- ABOUT THIS TASK: From the entries below, please output exactly the lines starting at the one containing "impl FromStr for" and ending at the one containing "let names: Vec<String>", both included.
::::::
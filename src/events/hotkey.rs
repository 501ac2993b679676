use crate::error::{Result, TimerError};
use crate::events::KeyCode;
use crate::mappings::KeyNames;
use smallvec::SmallVec;
use std::fmt;
use std::str::FromStr;

/// Сочетание клавиш, заданное строкой вида `ctrl+shift+esc`.
///
/// Хранит исходную строку (она же пишется в settings.json) и коды клавиш
/// в порядке нажатия.
#[derive(Debug, Clone, PartialEq, Eq)]
pub struct Hotkey {
    raw: String,
    keys: SmallVec<[KeyCode; 4]>,
}

impl Hotkey {
    pub fn parse(raw: &str) -> Result<Self> {
        if raw.trim().is_empty() {
            return Err(TimerError::Validation("Сочетание клавиш не может быть пустым".to_string()));
        }

        let mut keys = SmallVec::new();
        for part in raw.split('+') {
            if part.is_empty() {
                return Err(crate::timer_error!(
                    validation,
                    "Пустое имя клавиши в сочетании '{}'",
                    raw
                ));
            }
            keys.push(KeyCode(KeyNames::translate(part)?));
        }

        Ok(Self {
            raw: raw.to_string(),
            keys,
        })
    }

    pub fn keys(&self) -> &[KeyCode] {
        &self.keys
    }

    #[cfg(test)]
    pub fn as_str(&self) -> &str {
        &self.raw
    }
}

impl FromStr for Hotkey {
    type Err = TimerError;

    fn from_str(s: &str) -> Result<Self> {
        Self::parse(s)
    }
}

impl fmt::Display for Hotkey {
    fn fmt(&self, f: &mut fmt::Formatter<'_>) -> fmt::Result {
        let names: Vec<String> = self.keys.iter().map(|k| k.to_string()).collect();
        write!(f, "{}", names.join("+"))
    }
}
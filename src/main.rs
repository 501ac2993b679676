use anyhow::Result;
use clap::Parser;
use eframe::egui;
use std::path::PathBuf;
use std::sync::Arc;
use tracing::{error, info, warn};
mod config;
mod error;
mod events;
pub mod mappings;
mod services;
mod style;
mod ui;
mod utils;

use config::{Settings, DEFAULT_SETTINGS_PATH};
use services::{TimerWorker, VirtualDevice, WindowDirectory};

#[derive(Parser, Debug)]
#[command(name = "hotkey-timer")]
#[command(about = "Утилита для периодического нажатия сочетания клавиш")]
struct Args {
    /// Путь к файлу настроек
    #[arg(short, long, default_value = DEFAULT_SETTINGS_PATH)]
    settings: PathBuf,

    /// Режим сухого запуска (без реальных нажатий и смены фокуса)
    #[arg(long)]
    dry_run: bool,

    /// Уровень логирования
    #[arg(long, default_value = "info")]
    log_level: String,
}

fn main() -> Result<()> {
    let args = Args::parse();

    // Инициализация системы логирования
    init_tracing(&args.log_level)?;

    info!("Запуск Hotkey Timer v{}", env!("CARGO_PKG_VERSION"));

    // Загрузка настроек
    let settings = match Settings::load(&args.settings) {
        Ok(settings) => {
            info!("Настройки загружены из: {}", args.settings.display());
            settings
        }
        Err(e) => {
            error!(
                "Не удалось прочитать {}: {}. Используются значения по умолчанию",
                args.settings.display(),
                e
            );
            Settings::default()
        }
    };

    if args.dry_run {
        warn!("Режим сухого запуска - реальные действия отключены");
    } else {
        // Проверка прав доступа
        utils::permissions::check_permissions()?;
    }

    // Инициализация компонентов
    let virtual_device = Arc::new(VirtualDevice::new("Hotkey Timer Virtual Keyboard", args.dry_run)?);
    let window_directory = WindowDirectory::discover(args.dry_run);
    let worker = TimerWorker::new(virtual_device, window_directory.backend());

    let app = ui::HotkeyTimerApp::new(
        &settings,
        window_directory.windows().to_vec(),
        worker,
        args.settings.clone(),
    );

    info!("Все компоненты инициализированы");

    let native_options = eframe::NativeOptions {
        viewport: egui::ViewportBuilder::default()
            .with_inner_size([560.0, 480.0])
            .with_min_inner_size([460.0, 380.0]),
        ..Default::default()
    };
    eframe::run_native(
        "Hotkey Timer",
        native_options,
        Box::new(|cc| {
            style::apply_style(&cc.egui_ctx);
            Ok(Box::new(app))
        }),
    )
    .map_err(|e| anyhow::anyhow!("Ошибка графического интерфейса: {}", e))?;

    info!("Hotkey Timer завершил работу");
    Ok(())
}

fn init_tracing(level: &str) -> Result<()> {
    use tracing_subscriber::{layer::SubscriberExt, util::SubscriberInitExt, EnvFilter};

    let filter = EnvFilter::try_from_default_env()
        .or_else(|_| EnvFilter::try_new(level))?;

    tracing_subscriber::registry()
        .with(filter)
        .with(tracing_subscriber::fmt::layer().compact())
        .init();

    Ok(())
}
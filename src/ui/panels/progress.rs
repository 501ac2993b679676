use crate::style::{IDLE_COLOR, PENDING_COLOR, RUNNING_COLOR, STOPPED_COLOR};
use crate::ui::{GuiState, RunStatus};
use eframe::egui;

const HEADERS: [&str; 4] = ["Выполнено", "Прошло", "Осталось", "Всего"];

/// Строка состояния и таблица прогресса, новые строки сверху
pub fn show(ui: &mut egui::Ui, state: &GuiState) {
    let (text, color) = status_label(&state.status);
    ui.horizontal(|ui| {
        ui.label("Состояние:");
        ui.colored_label(color, egui::RichText::new(text).strong());
    });
    ui.separator();

    ui.columns(HEADERS.len(), |columns| {
        for (column, header) in columns.iter_mut().zip(HEADERS) {
            column.vertical_centered(|ui| ui.label(egui::RichText::new(header).strong()));
        }
    });

    let row_height = ui.text_style_height(&egui::TextStyle::Body) + ui.spacing().item_spacing.y;
    egui::ScrollArea::vertical()
        .auto_shrink([false, false])
        .show_rows(ui, row_height, state.rows.len(), |ui, range| {
            for row in &state.rows[range] {
                let cells = [row.completed.to_string(), row.elapsed(), row.remaining(), row.total()];
                ui.columns(cells.len(), |columns| {
                    for (column, cell) in columns.iter_mut().zip(cells.iter()) {
                        column.vertical_centered(|ui| ui.monospace(cell));
                    }
                });
            }
        });
}

fn status_label(status: &RunStatus) -> (String, egui::Color32) {
    match status {
        RunStatus::NotStarted => ("Не запущено".to_string(), IDLE_COLOR),
        RunStatus::Running => ("Выполняется...".to_string(), RUNNING_COLOR),
        RunStatus::Stopping => ("Останавливается...".to_string(), PENDING_COLOR),
        RunStatus::Finished(outcome) => (outcome.to_string(), STOPPED_COLOR),
    }
}
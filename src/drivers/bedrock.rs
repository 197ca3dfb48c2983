//! Bedrock Converse API 驱动：嵌套内容块与独立的 system 字段
//!
//! Converse API driver. Key differences from chat-completions:
//! - Each turn carries `content` as an array of parts: `[{"text": "..."}]`.
//! - System text goes to the top-level `system` list, never into `messages`.
//! - Sampling parameters live under `inferenceConfig` (`maxTokens`, `topP`).
//! - The model id is a path segment, so it is not part of the body.
//! - Response: `output.message.content[0].text`, usage under `usage`.

use serde_json::{json, Value};

use crate::config::AiConfig;
use crate::normalize::NormalizedRequest;
use crate::types::Message;
use crate::usage::{ResponseShape, UsageFields};
use crate::Result;

use super::{ProviderDriver, ProviderKind, SamplingParams};

pub(crate) const USAGE_FIELDS: UsageFields = UsageFields {
    container: "usage",
    input: "inputTokens",
    output: "outputTokens",
    total: "totalTokens",
};

#[derive(Debug, Default)]
pub struct BedrockDriver;

impl BedrockDriver {
    /// `{role, content: [{text}]}` per turn.
    pub fn conversation(turns: &[Message]) -> Vec<Value> {
        turns
            .iter()
            .map(|m| {
                json!({
                    "role": m.role.as_str(),
                    "content": [{ "text": m.content }],
                })
            })
            .collect()
    }
}

impl ProviderDriver for BedrockDriver {
    fn kind(&self) -> ProviderKind {
        ProviderKind::Bedrock
    }

    fn build_body(&self, config: &AiConfig, prompt: &NormalizedRequest) -> Result<Value> {
        let mut body = json!({
            "messages": Self::conversation(&prompt.turns),
        });

        if let Some(sys) = &prompt.system {
            body["system"] = json!([{ "text": sys }]);
        }

        let params = SamplingParams::from_model(&config.model);
        if !params.is_empty() {
            let mut inference = json!({});
            if let Some(t) = params.temperature {
                inference["temperature"] = json!(t);
            }
            if let Some(mt) = params.max_tokens {
                inference["maxTokens"] = json!(mt);
            }
            if let Some(p) = params.top_p {
                inference["topP"] = json!(p);
            }
            body["inferenceConfig"] = inference;
        }

        Ok(body)
    }

    fn response_shape(&self, body: &Value) -> ResponseShape {
        ResponseShape::single(body, &USAGE_FIELDS)
    }

    fn response_text(&self, body: &Value) -> Option<String> {
        body.pointer("/output/message/content/0/text")
            .and_then(Value::as_str)
            .map(String::from)
    }
}

#[cfg(test)]
mod tests {
    use super::*;
    use crate::config::ModelConfig;
    use crate::normalize::{normalize, RolePolicy};
    use crate::types::TokenUsage;
    use crate::usage::{extract_usage, UsageWindow};

    #[test]
    fn test_system_goes_out_of_band() {
        let msgs = vec![Message::system("Be terse."), Message::user("Hi")];
        let prompt = normalize(&msgs, RolePolicy::Drop).unwrap();
        let cfg = AiConfig::new(ModelConfig::new("anthropic.claude-3-haiku"));
        let body = BedrockDriver.build_body(&cfg, &prompt).unwrap();
        assert_eq!(
            body["messages"],
            json!([{ "role": "user", "content": [{ "text": "Hi" }] }])
        );
        assert_eq!(body["system"], json!([{ "text": "Be terse." }]));
        assert!(body.get("inferenceConfig").is_none());
        assert!(body.get("modelId").is_none());
    }

    #[test]
    fn test_no_system_field_without_system_messages() {
        let prompt = normalize(&[Message::user("Hi")], RolePolicy::Drop).unwrap();
        let cfg = AiConfig::new(ModelConfig::new("m"));
        let body = BedrockDriver.build_body(&cfg, &prompt).unwrap();
        assert!(body.get("system").is_none());
    }

    #[test]
    fn test_inference_config_mapping() {
        let prompt = normalize(&[Message::user("Hi")], RolePolicy::Drop).unwrap();
        let cfg = AiConfig::new(
            ModelConfig::new("m")
                .with_parameter("temperature", 0.3)
                .with_parameter("max_tokens", 512),
        );
        let body = BedrockDriver.build_body(&cfg, &prompt).unwrap();
        assert_eq!(body["inferenceConfig"]["temperature"], 0.3);
        assert_eq!(body["inferenceConfig"]["maxTokens"], 512);
    }

    #[test]
    fn test_parse_converse_response() {
        let body = json!({
            "output": { "message": { "role": "assistant", "content": [{ "text": "Hello!" }] } },
            "stopReason": "end_turn",
            "usage": { "inputTokens": 12, "outputTokens": 3, "totalTokens": 15 }
        });
        assert_eq!(BedrockDriver.response_text(&body).as_deref(), Some("Hello!"));
        let shape = BedrockDriver.response_shape(&body);
        assert_eq!(
            extract_usage(&shape, UsageWindow::all()),
            Some(TokenUsage::new(12, 3, 15))
        );
    }
}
::::::
- YOUR SOLUTION:
impl FromStr for Hotkey {
    type Err = TimerError;

    fn from_str(s: &str) -> Result<Self> {
        Self::parse(s)
    }
}

impl fmt::Display for Hotkey {
    fn fmt(&self, f: &mut fmt::Formatter<'_>) -> fmt::Result {
        let names: Vec<String> = self.keys.iter().map(|k| k.to_string()).collect();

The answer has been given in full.